Spain, one of Europe’s most outspoken critics of the joint US-Israel operation, quickly condemned the strikes against Iran after they began on Saturday.

“We reject the unilateral military action of the United States and Israel, which represents an escalation and contributes to a more uncertain and hostile international order,” Spanish Prime Minister Pedro Sánchez said.

“You can be against a heinous regime, like the Iranian regime, while also rejecting a military intervention that is unjustified, dangerous and outside of international law,” the socialist leader added the next day.

According to media reports, at least 11 US tanker aircraft left bases in southern Spain late Sunday evening, and at least seven arrived at Ramstein Air Base in Germany, with two others headed toward France. The others’ destinations remained unknown.

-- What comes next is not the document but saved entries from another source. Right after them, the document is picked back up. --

use std::fmt;

use serde::Serialize;

use crate::domain::{Date, RegNo, Window};

/// The shortest first or last name that can appear in a booking reference.
pub const NAME_MIN_LEN: usize = 3;

/// A request to book a vehicle for one trip.
#[derive(Debug, Clone, PartialEq, Eq)]
pub struct BookingRequest {
    /// Passenger's first name.
    pub first_name: String,
    /// Passenger's last name.
    pub last_name: String,
    /// The day the trip is wanted.
    pub date: Date,
    /// Number of passengers travelling.
    pub passengers: u32,
}

impl BookingRequest {
    /// Creates a booking request.
    #[must_use]
    pub fn new(
        first_name: impl Into<String>,
        last_name: impl Into<String>,
        date: Date,
        passengers: u32,
    ) -> Self {
        Self {
            first_name: first_name.into(),
            last_name: last_name.into(),
            date,
            passengers,
        }
    }
}

/// The reference derived for a booking.
///
/// A reference is the vehicle registration, the first three letters of each
/// name in uppercase, and the eight-digit date, e.g. `ABC123JOHSMI05062025`.
/// Bookings whose names are too short, or whose date fell outside the
/// standard window when booked, carry [`BookingId::Invalid`] instead.
#[derive(Debug, Clone, PartialEq, Eq, Hash)]
pub enum BookingId {
    /// A usable reference.
    Valid(String),
    /// The booking could not be given a reference.
    Invalid,
}

impl BookingId {
    fn derive(vehicle: &RegNo, first_name: &str, last_name: &str, date: Option<Date>) -> Self {
        let Some(date) = date else {
            return Self::Invalid;
        };
        if first_name.chars().count() < NAME_MIN_LEN || last_name.chars().count() < NAME_MIN_LEN {
            return Self::Invalid;
        }

        let prefix = |name: &str| name.chars().take(NAME_MIN_LEN).collect::<String>().to_uppercase();
        Self::Valid(format!(
            "{vehicle}{}{}{}",
            prefix(first_name),
            prefix(last_name),
            date.eight_digit()
        ))
    }

    /// Whether a usable reference was derived.
    #[must_use]
    pub const fn is_valid(&self) -> bool {
        matches!(self, Self::Valid(_))
    }

    /// Returns the reference text, `Invalid` for an invalid booking.
    #[must_use]
    pub fn as_str(&self) -> &str {
        match self {
            Self::Valid(id) => id,
            Self::Invalid => "Invalid",
        }
    }
}

impl fmt::Display for BookingId {
    fn fmt(&self, f: &mut fmt::Formatter<'_>) -> fmt::Result {
        f.write_str(self.as_str())
    }
}

impl Serialize for BookingId {
    fn serialize<S>(&self, serializer: S) -> Result<S::Ok, S::Error>
    where
        S: serde::Serializer,
    {
        serializer.serialize_str(self.as_str())
    }
}

/// The distance and charge recorded when a trip is completed.
#[derive(Debug, Clone, Copy, PartialEq, Serialize)]
pub struct Trip {
    /// Distance travelled.
    pub kilometres: f64,
    /// The fee charged for the trip.
    pub fee: f64,
}

/// One trip booked against a vehicle.
///
/// A booking is created only by a successful booking attempt, is completed
/// at most once, and is then archived in its vehicle's history. It refers to
/// its vehicle by registration number; the vehicle owns the booking.
#[derive(Debug, Clone, PartialEq)]
pub struct Booking {
    id: BookingId,
    vehicle: RegNo,
    first_name: String,
    last_name: String,
    date: Option<Date>,
    passengers: u32,
    booking_fee: f64,
    trip: Option<Trip>,
}

impl Booking {
    /// Records a booking accepted by `vehicle`.
    ///
    /// `booking_fee` is the vehicle's base fee at the time of booking. The
    /// date is kept only if it lies within the standard window from `today`.
    pub(crate) fn new(
        vehicle: &RegNo,
        request: BookingRequest,
        booking_fee: f64,
        today: Date,
    ) -> Self {
        let BookingRequest {
            first_name,
            last_name,
            date,
            passengers,
        } = request;

        let date = Some(date).filter(|&date| Window::STANDARD.admits(date, today));
        let id = BookingId::derive(vehicle, &first_name, &last_name, date);

        Self {
            id,
            vehicle: vehicle.clone(),
            first_name,
            last_name,
            date,
            passengers,
            booking_fee,
            trip: None,
        }
    }

    pub(crate) const fn complete(&mut self, kilometres: f64, fee: f64) {
        self.trip = Some(Trip { kilometres, fee });
    }

    /// The derived booking reference.
    #[must_use]
    pub const fn id(&self) -> &BookingId {
        &self.id
    }

    /// Registration number of the vehicle that owns this booking.
    #[must_use]
    pub const fn vehicle(&self) -> &RegNo {
        &self.vehicle
    }

    /// Passenger's first name.
    #[must_use]
    pub fn first_name(&self) -> &str {
        &self.first_name
    }

    /// Passenger's last name.
    #[must_use]
    pub fn last_name(&self) -> &str {
        &self.last_name
    }

    /// The booked day, or `None` if it failed validation when booked.
    #[must_use]
    pub const fn date(&self) -> Option<Date> {
        self.date
    }

    /// Number of passengers travelling.
    #[must_use]
    pub const fn passengers(&self) -> u32 {
        self.passengers
    }

    /// The vehicle's base fee when the booking was made.
    #[must_use]
    pub const fn booking_fee(&self) -> f64 {
        self.booking_fee
    }

    /// Distance and charge, once the trip has been completed.
    #[must_use]
    pub const fn trip(&self) -> Option<Trip> {
        self.trip
    }

    /// Whether the trip has been completed.
    #[must_use]
    pub const fn is_completed(&self) -> bool {
        self.trip.is_some()
    }

    /// Whether the passenger name matches, ignoring case.
    #[must_use]
    pub fn has_name(&self, first_name: &str, last_name: &str) -> bool {
        self.first_name.to_uppercase() == first_name.to_uppercase()
            && self.last_name.to_uppercase() == last_name.to_uppercase()
    }

    /// Whether the booking falls on `date`.
    #[must_use]
    pub fn is_on(&self, date: Date) -> bool {
        self.date.is_some_and(|booked| booked.same_day(date))
    }
}

/// How an active booking is identified for completion or lookup.
#[derive(Debug, Clone, Copy, PartialEq, Eq)]
pub enum BookingMatch<'a> {
    /// The first booking under the passenger's name.
    Name {
        /// Passenger's first name.
        first_name: &'a str,
        /// Passenger's last name.
        last_name: &'a str,
    },
    /// The booking under the passenger's name on a given day.
    NameAndDate {
        /// Passenger's first name.
        first_name: &'a str,
        /// Passenger's last name.
        last_name: &'a str,
        /// The booked day.
        date: Date,
    },
}

impl BookingMatch<'_> {
    /// Whether `booking` is the one being identified.
    #[must_use]
    pub fn matches(&self, booking: &Booking) -> bool {
        match *self {
            Self::Name {
                first_name,
                last_name,
            } => booking.has_name(first_name, last_name),
            Self::NameAndDate {
                first_name,
                last_name,
                date,
            } => booking.has_name(first_name, last_name) && booking.is_on(date),
        }
    }
}

/// The result of completing a trip.
#[derive(Debug, Clone, PartialEq, Serialize)]
pub struct Completion {
    /// Reference of the completed booking.
    pub booking_id: BookingId,
    /// Vehicle that made the trip.
    pub vehicle: RegNo,
    /// Distance travelled.
    pub kilometres: f64,
    /// The fee charged.
    pub fee: f64,
}

impl fmt::Display for Completion {
    fn fmt(&self, f: &mut fmt::Formatter<'_>) -> fmt::Result {
        write!(
            f,
            "Trip {} complete: ${:.2} has been charged for {:.2} km.",
            self.booking_id, self.fee, self.kilometres
        )
    }
}

#[cfg(test)]
mod tests {
    use test_case::test_case;

    use super::*;

    fn today() -> Date {
        Date::new(5, 6, 2025).unwrap()
    }

    fn reg() -> RegNo {
        RegNo::new("ABC123").unwrap()
    }

    fn book(first: &str, last: &str, offset: i64) -> Booking {
        let date = today().offset(offset).unwrap();
        Booking::new(&reg(), BookingRequest::new(first, last, date, 2), 1.5, today())
    }

    #[test]
    fn derives_reference() {
        let booking = book("John", "Smith", 2);

        assert_eq!(booking.id().as_str(), "ABC123JOHSMI07062025");
        assert!(booking.id().is_valid());
        assert_eq!(booking.vehicle(), &reg());
        assert!((booking.booking_fee() - 1.5).abs() < f64::EPSILON);
        assert!(!booking.is_completed());
    }

    #[test]
    fn reference_uppercases_name_prefixes() {
        let booking = book("mary", "o'neil", 0);
        assert_eq!(booking.id().as_str(), "ABC123MARO'N05062025");
    }

    #[test_case("Jo", "Smith"; "short first name")]
    #[test_case("John", "Li"; "short last name")]
    fn short_names_invalidate_reference(first: &str, last: &str) {
        let booking = book(first, last, 1);

        assert_eq!(booking.id(), &BookingId::Invalid);
        assert_eq!(booking.id().to_string(), "Invalid");
        assert!(booking.date().is_some());
    }

    #[test]
    fn out_of_window_date_is_dropped() {
        let booking = book("John", "Smith", 9);

        assert_eq!(booking.date(), None);
        assert_eq!(booking.id(), &BookingId::Invalid);
        assert!(!booking.is_on(today().offset(9).unwrap()));
    }

    #[test]
    fn name_match_ignores_case() {
        let booking = book("John", "Smith", 1);

        assert!(booking.has_name("JOHN", "smith"));
        assert!(!booking.has_name("John", "Smyth"));
    }

    #[test]
    fn match_by_name_and_date() {
        let booking = book("John", "Smith", 1);
        let date = today().offset(1).unwrap();

        let by_name = BookingMatch::Name {
            first_name: "john",
            last_name: "smith",
        };
        let by_date = BookingMatch::NameAndDate {
            first_name: "John",
            last_name: "Smith",
            date,
        };
        let wrong_day = BookingMatch::NameAndDate {
            first_name: "John",
            last_name: "Smith",
            date: today(),
        };

        assert!(by_name.matches(&booking));
        assert!(by_date.matches(&booking));
        assert!(!wrong_day.matches(&booking));
    }

    #[test]
    fn completion_records_trip() {
        let mut booking = book("John", "Smith", 1);
        booking.complete(10.0, 4.5);

        assert!(booking.is_completed());
        assert_eq!(
            booking.trip(),
            Some(Trip {
                kilometres: 10.0,
                fee: 4.5
            })
        );
    }

    #[test]
    fn completion_display() {
        let completion = Completion {
            booking_id: BookingId::Valid("ABC123JOHSMI07062025".to_string()),
            vehicle: reg(),
            kilometres: 10.0,
            fee: 4.5,
        };

        assert_eq!(
            completion.to_string(),
            "Trip ABC123JOHSMI07062025 complete: $4.50 has been charged for 10.00 km."
        );
    }
}
use std::path::Path;

use clap::{Args, Parser, Subcommand};
use ridefleet::NewVehicle;
use tracing::instrument;

use super::{
    Session,
    terminal::{Tone, paint},
};

#[derive(Debug, Parser)]
#[command(about = "Add a vehicle to the fleet and save it")]
pub struct Add {
    #[command(subcommand)]
    kind: Kind,
}

#[derive(Debug, Subcommand)]
enum Kind {
    /// A standard vehicle at the fixed base fee
    Standard(Details),

    /// A premium vehicle with its own base fee and refreshments
    Premium {
        #[command(flatten)]
        details: Details,

        /// Base fee (bookings are refused below 3.00)
        #[arg(long)]
        fee: f64,

        /// Three to five refreshments, comma-separated
        #[arg(long, value_delimiter = ',', required = true)]
        refreshments: Vec<String>,
    },
}

#[derive(Debug, Args)]
struct Details {
    /// Registration number: three letters then three digits
    reg_no: String,

    /// Manufacturer
    make: String,

    /// Model name
    model: String,

    /// Driver's full name (quote it)
    driver: String,

    /// Number of passenger seats (1 to 9)
    capacity: u32,
}

impl Add {
    #[instrument(level = "debug", skip(root))]
    pub fn run(self, root: &Path) -> anyhow::Result<()> {
        let new = match self.kind {
            Kind::Standard(d) => NewVehicle::standard(d.reg_no, d.make, d.model, d.driver, d.capacity),
            Kind::Premium {
                details: d,
                fee,
                refreshments,
            } => NewVehicle::premium(
                d.reg_no,
                d.make,
                d.model,
                d.driver,
                d.capacity,
                fee,
                refreshments,
            ),
        };

        let mut session = Session::open(root);
        let reg_no = session.loaded.fleet.create_vehicle(new)?;
        session.save()?;

        println!("Added {}", paint(&reg_no, Tone::Good));
        Ok(())
    }
}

While Spain has strongly condemned the US-Israeli attack on Iranian regime targets, other European countries have denounced Iran’s counterstrikes on civilian sites across the Middle East.

Israel lambasted Spain’s response to the conflict.

“In Europe, you have all kinds of approaches,” Israeli Foreign Minister Gideon Sa’ar told Euronews on Sunday. “You have countries like the Czech Republic which is strongly supporting this operation and then you have Spain, which is standing with all the tyrants of the world.”

Spain’s Foreign Minister José Manuel Albares pushed back on Sa’ar’s characterization, labeling the accusation “absurd and ridiculous.” The Spanish diplomat added that “we have condemned every human rights violation from the Iranian regime and we are with the people of Iran.”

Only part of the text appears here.